Fern sighed, and urged her horse closer to Dreskin’s. She placed a hand on Celene’s shoulder. “Celene, I am sorry for your loss, I truly am. I do not wish to deny you your grief, but we are in a great deal of danger. We need to get closer to the wall, and to do that safely, we need silence. Can you find it inside you to mourn quietly, if only for tonight?”
Dreskin stroked Celene’s back and nudged his horse toward the wall. The others followed. Fern fell back to ride beside Ling. “The Mouro are those bone trees. I didn’t lie before when I said they are predatory. They are, as are most things in the Woedenwoud. They root through the earth, seeking warmth or the scent of blood, and grab unsuspecting victims from below. As for the Woedenwoud...we don’t know what it is. We know very little of it. The Mouro are the sentinels, the things that come first, and since we encounter them out here, outside of the Woud itself, we’ve had opportunity to study them.”

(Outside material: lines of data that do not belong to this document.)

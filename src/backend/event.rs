//! Normalized backend events and the fold that turns a turn's event stream
//! into one reply.

use futures::{Stream, StreamExt};
use serde::{Deserialize, Serialize};
use tracing::{debug, info, warn};

use crate::error::Result;
use crate::types::{AgentReply, TokenUsage};

/// One event from a backend's native stream, decoded into a tagged form.
///
/// Each backend adapter owns the decoding from its wire format into this
/// enum; nothing downstream inspects raw backend payloads.
#[derive(Debug, Clone, Serialize, Deserialize, PartialEq)]
#[serde(tag = "event_kind", rename_all = "snake_case")]
pub enum BackendEvent {
    /// The backend announced the start of a turn.
    Started { session_id: Option<String> },
    /// A complete snapshot of the reply text so far. Later snapshots
    /// supersede earlier ones.
    Content { text: String },
    /// The backend's final result frame. `text` of `None` means the frame
    /// carried no result payload and leaves earlier content in place.
    Result {
        text: Option<String>,
        usage: Option<TokenUsage>,
    },
    /// A standalone usage report.
    Usage(TokenUsage),
    /// An event the adapter recognizes but has no use for; kept so verbose
    /// logging can show the full turn.
    Other { kind: String },
}

/// Fold a turn's event stream into one [`AgentReply`].
///
/// Last value wins: the latest `Content` or `Result` text becomes the reply
/// text, the latest usage report becomes the reply usage. A stream that ends
/// without text or usage yields an empty reply rather than an error.
pub async fn collect_reply<S>(stream: S, verbose: bool) -> Result<AgentReply>
where
    S: Stream<Item = Result<BackendEvent>>,
{
    futures::pin_mut!(stream);

    let mut reply = AgentReply::default();
    let mut saw_usage = false;

    while let Some(event) = stream.next().await {
        let event = event?;
        if verbose {
            info!(?event, "backend event");
        } else {
            debug!(?event, "backend event");
        }

        match event {
            BackendEvent::Started { .. } | BackendEvent::Other { .. } => {}
            BackendEvent::Content { text } => reply.text = text,
            BackendEvent::Result { text, usage } => {
                if let Some(text) = text {
                    reply.text = text;
                }
                if let Some(usage) = usage {
                    reply.usage = usage;
                    saw_usage = true;
                }
            }
            BackendEvent::Usage(usage) => {
                reply.usage = usage;
                saw_usage = true;
            }
        }
    }

    if reply.text.is_empty() {
        warn!("backend stream ended without a result text");
    }
    if !saw_usage {
        warn!("backend stream ended without a usage report");
    }

    Ok(reply)
}

#[cfg(test)]
mod tests {
    use futures::stream;

    use super::*;
    use crate::error::HowdahError;

    fn events(items: Vec<BackendEvent>) -> impl Stream<Item = Result<BackendEvent>> {
        stream::iter(items.into_iter().map(Ok))
    }

    #[tokio::test]
    async fn latest_content_wins() {
        let reply = collect_reply(
            events(vec![
                BackendEvent::Started { session_id: None },
                BackendEvent::Content {
                    text: "draft".into(),
                },
                BackendEvent::Content {
                    text: "final".into(),
                },
            ]),
            false,
        )
        .await
        .unwrap();
        assert_eq!(reply.text, "final");
        assert!(reply.usage.is_zero());
    }

    #[tokio::test]
    async fn result_supersedes_content_and_carries_usage() {
        let reply = collect_reply(
            events(vec![
                BackendEvent::Content {
                    text: "working".into(),
                },
                BackendEvent::Result {
                    text: Some("done".into()),
                    usage: Some(TokenUsage::new(12, 34)),
                },
            ]),
            false,
        )
        .await
        .unwrap();
        assert_eq!(reply.text, "done");
        assert_eq!(reply.usage, TokenUsage::new(12, 34));
    }

    #[tokio::test]
    async fn result_without_text_keeps_earlier_content() {
        let reply = collect_reply(
            events(vec![
                BackendEvent::Content {
                    text: "answer".into(),
                },
                BackendEvent::Result {
                    text: None,
                    usage: Some(TokenUsage::new(1, 2)),
                },
            ]),
            false,
        )
        .await
        .unwrap();
        assert_eq!(reply.text, "answer");
        assert_eq!(reply.usage, TokenUsage::new(1, 2));
    }

    #[tokio::test]
    async fn empty_stream_yields_empty_reply() {
        let reply = collect_reply(events(vec![]), false).await.unwrap();
        assert_eq!(reply, AgentReply::default());
    }

    #[tokio::test]
    async fn later_usage_report_replaces_earlier() {
        let reply = collect_reply(
            events(vec![
                BackendEvent::Usage(TokenUsage::new(5, 5)),
                BackendEvent::Usage(TokenUsage::new(7, 9)),
            ]),
            false,
        )
        .await
        .unwrap();
        assert_eq!(reply.usage, TokenUsage::new(7, 9));
    }

    #[tokio::test]
    async fn stream_error_propagates() {
        let items: Vec<Result<BackendEvent>> = vec![
            Ok(BackendEvent::Content {
                text: "partial".into(),
            }),
            Err(HowdahError::sdk("test", "boom")),
        ];
        let err = collect_reply(stream::iter(items), false).await.unwrap_err();
        assert!(matches!(err, HowdahError::Sdk { .. }));
    }
}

Celene had fallen silent now. Fern hesitated, as if she didn’t want to utter whatever was to come next, but she pushed on. “The roots of the Mouro are filled with poison, but not one that kills. It only paralyzes, allowing the tree to more easily drag the bodies to the base of the tree. It digests the flesh there, secreting enzymes of some kind that accelerate decomposition, allowing the tree to absorb the flesh. The bones are then taken up into the structure of the tree itself, as you have seen. The Mari believe most of the Woedenwoud survives this way, through poison and flesh.”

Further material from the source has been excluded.